Sequence Graph With Markov Analysis

Some text is more than a bag of sentences. It has a shape.

If you have ordered text where the sequence matters (chat transcripts, message threads, meeting notes, or long-form documents with recurring phases), Markov analysis can learn a directed, weighted transition graph that shows which “states” tend to follow which others.

This tutorial runs a complete loop on a bundled set of conversation-style texts:

  1. Ingest text files into a managed folder on disk.

  2. Build an extraction snapshot (pass-through for already-text items).

  3. Run Markov analysis with topic-driven observations.

  4. Export a GraphViz transition graph and supporting artifacts.

Run it

This tutorial uses optional dependencies and (by default) an LLM call for state naming.

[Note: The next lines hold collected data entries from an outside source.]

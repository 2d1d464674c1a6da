//! Per-concern configuration sections
//!
//! Each section validates itself with range checks and hints, and provides a
//! preset constructor.

use serde::{Deserialize, Serialize};
use std::path::PathBuf;

use super::error::{ConfigError, ConfigResult};
use super::preset::Preset;
use crate::features::retrieval::FusionWeights;

// ============================================================================
// Fusion weights
// ============================================================================

/// Validate fusion weights: each in [0,1], sum within 1e-6 of 1.0.
pub fn validate_weights(weights: &FusionWeights) -> ConfigResult<()> {
    for (field, value) in [
        ("weights.structural", weights.structural),
        ("weights.lexical", weights.lexical),
        ("weights.embedding", weights.embedding),
    ] {
        if !(0.0..=1.0).contains(&value) {
            return Err(ConfigError::range_with_hint(
                field,
                value,
                0.0,
                1.0,
                "Each similarity channel weight is a fraction of the fused score",
            ));
        }
    }

    let sum = weights.sum();
    if (sum - 1.0).abs() > 1e-6 {
        return Err(ConfigError::WeightSum {
            sum,
            structural: weights.structural,
            lexical: weights.lexical,
            embedding: weights.embedding,
        });
    }
    Ok(())
}

// ============================================================================
// Embedding provider
// ============================================================================

/// Embedding provider configuration
#[derive(Debug, Clone, PartialEq, Serialize, Deserialize)]
#[serde(default, deny_unknown_fields)]
pub struct EmbeddingConfig {
    /// Vector dimension (1..=16384); must match the index artifacts
    pub dimension: usize,

    /// Model name sent to the provider
    pub model: String,

    /// Provider base URL (without `/v1/embeddings`)
    pub base_url: String,

    /// Request timeout in seconds (1..=600)
    pub timeout_secs: u64,
}

impl EmbeddingConfig {
    pub fn validate(&self) -> ConfigResult<()> {
        if self.dimension < 1 || self.dimension > 16_384 {
            return Err(ConfigError::range_with_hint(
                "embedding.dimension",
                self.dimension,
                1,
                16_384,
                "Dimension must match the embedding matrices in the index directory",
            ));
        }
        if self.timeout_secs < 1 || self.timeout_secs > 600 {
            return Err(ConfigError::range_with_hint(
                "embedding.timeout_secs",
                self.timeout_secs,
                1,
                600,
                "Embedding requests block the query",
            ));
        }
        Ok(())
    }
}

impl Default for EmbeddingConfig {
    fn default() -> Self {
        Self {
            dimension: 1536,
            model: "text-embedding-ada-002".to_string(),
            base_url: "https://api.openai.com".to_string(),
            timeout_secs: 30,
        }
    }
}

// ============================================================================
// CPG generation
// ============================================================================

/// External CPG generator configuration
#[derive(Debug, Clone, PartialEq, Serialize, Deserialize)]
#[serde(default, deny_unknown_fields)]
pub struct CpgConfig {
    /// Generate a CPG for query code before falling back to text extraction
    pub enabled: bool,

    /// Parser executable
    pub parse_command: String,

    /// Exporter executable
    pub export_command: String,

    /// Per-command timeout in seconds (1..=3600)
    pub timeout_secs: u64,
}

impl CpgConfig {
    pub fn validate(&self) -> ConfigResult<()> {
        if self.timeout_secs < 1 || self.timeout_secs > 3600 {
            return Err(ConfigError::range_with_hint(
                "cpg.timeout_secs",
                self.timeout_secs,
                1,
                3600,
                "CPG generation is bounded by this timeout and never retried",
            ));
        }
        if self.enabled && (self.parse_command.is_empty() || self.export_command.is_empty()) {
            return Err(ConfigError::missing_field(
                "cpg.parse_command / cpg.export_command",
                "Both commands are required when CPG generation is enabled",
            ));
        }
        Ok(())
    }

    pub fn from_preset(preset: Preset) -> Self {
        Self {
            enabled: matches!(preset, Preset::Thorough),
            ..Self::default()
        }
    }
}

impl Default for CpgConfig {
    fn default() -> Self {
        Self {
            enabled: false,
            parse_command: "joern-parse".to_string(),
            export_command: "joern-export".to_string(),
            timeout_secs: 30,
        }
    }
}

// ============================================================================
// Embedding cache
// ============================================================================

/// Embedding cache backend
#[derive(Debug, Clone, Copy, PartialEq, Eq, Serialize, Deserialize)]
#[serde(rename_all = "lowercase")]
pub enum CacheBackend {
    Memory,
    Json,
    Sqlite,
}

/// Embedding cache configuration
#[derive(Debug, Clone, PartialEq, Serialize, Deserialize)]
#[serde(default, deny_unknown_fields)]
pub struct CacheConfig {
    pub backend: CacheBackend,

    /// Cache file (required for `json` and `sqlite`)
    #[serde(skip_serializing_if = "Option::is_none")]
    pub path: Option<PathBuf>,

    /// Puts between JSON flushes (1..=100000)
    pub flush_every: usize,
}

impl CacheConfig {
    pub fn validate(&self) -> ConfigResult<()> {
        if self.flush_every < 1 || self.flush_every > 100_000 {
            return Err(ConfigError::range_with_hint(
                "cache.flush_every",
                self.flush_every,
                1,
                100_000,
                "Number of buffered writes before the cache file is rewritten",
            ));
        }
        if self.backend != CacheBackend::Memory && self.path.is_none() {
            return Err(ConfigError::missing_field(
                "cache.path",
                "Persistent cache backends need a file path",
            ));
        }
        Ok(())
    }

    pub fn from_preset(preset: Preset) -> Self {
        match preset {
            Preset::Fast => Self::default(),
            Preset::Balanced => Self {
                backend: CacheBackend::Json,
                path: Some(PathBuf::from(".vulnrag/embedding_cache.json")),
                flush_every: 16,
            },
            Preset::Thorough => Self {
                backend: CacheBackend::Sqlite,
                path: Some(PathBuf::from(".vulnrag/embedding_cache.db")),
                flush_every: 1,
            },
        }
    }
}

impl Default for CacheConfig {
    fn default() -> Self {
        Self {
            backend: CacheBackend::Memory,
            path: None,
            flush_every: 16,
        }
    }
}

#[cfg(test)]
mod tests {
    use super::*;

    #[test]
    fn test_default_weights_are_valid() {
        assert!(validate_weights(&FusionWeights::default()).is_ok());
    }

    #[test]
    fn test_weights_must_sum_to_one() {
        let weights = FusionWeights {
            structural: 0.5,
            lexical: 0.3,
            embedding: 0.3,
        };
        assert!(matches!(
            validate_weights(&weights),
            Err(ConfigError::WeightSum { .. })
        ));
    }

    #[test]
    fn test_negative_weight_rejected() {
        let weights = FusionWeights {
            structural: 1.2,
            lexical: -0.2,
            embedding: 0.0,
        };
        assert!(matches!(
            validate_weights(&weights),
            Err(ConfigError::Range { .. })
        ));
    }

    #[test]
    fn test_persistent_cache_requires_path() {
        let cache = CacheConfig {
            backend: CacheBackend::Sqlite,
            path: None,
            flush_every: 1,
        };
        assert!(matches!(
            cache.validate(),
            Err(ConfigError::MissingField { .. })
        ));
        assert!(CacheConfig::from_preset(Preset::Thorough).validate().is_ok());
    }

    #[test]
    fn test_embedding_dimension_range() {
        let config = EmbeddingConfig {
            dimension: 0,
            ..EmbeddingConfig::default()
        };
        assert!(config.validate().is_err());
        assert!(EmbeddingConfig::default().validate().is_ok());
    }

    #[test]
    fn test_cpg_preset() {
        assert!(!CpgConfig::from_preset(Preset::Fast).enabled);
        assert!(!CpgConfig::from_preset(Preset::Balanced).enabled);
        assert!(CpgConfig::from_preset(Preset::Thorough).enabled);
    }
}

If you are running from a fresh clone, install the development dependencies and topic modeling extras:

python -m pip install -e ".[dev,topic-modeling]"
python scripts/use_cases/sequence_markov_demo.py \
  --corpus corpora/tutorial_sequence_markov \
  --force

If you want state naming, set an API key in your environment (or in your Biblicus configuration file):

export OPENAI_API_KEY="..."

If you want to run without state naming (for example, while debugging locally), disable it explicitly:

python scripts/use_cases/sequence_markov_demo.py \
  --corpus corpora/tutorial_sequence_markov \
  --force \
  --config report.state_naming.enabled=false

What you should see

The script prints a JSON object to standard output with:

  • the extraction snapshot id it created

  • the Markov analysis snapshot id

  • paths to the generated artifacts

The most useful artifact to open first is the GraphViz file:

{
  "transitions_dot_path": ".../corpora/tutorial_sequence_markov/analysis/markov/<snapshot_id>/transitions.dot"
}

How to interpret the output

Markov analysis writes a snapshot directory under the managed folder:

  • segments.jsonl: the ordered segments for each item

  • observations.jsonl: the observation record per segment

  • topic_modeling.json and topic_assignments.jsonl: topic stage debugging artifacts

  • transitions.json: the learned state transition matrix

  • transitions.dot: a GraphViz visualization of the transition graph

The visualization is meant to be evidence-first:

  • nodes are states inferred by the model

  • edges are directed transitions, with weights derived from observed transitions in decoded paths

For deeper detail (including configurations, segmentation choices, and artifacts), see docs/markov-analysis.md.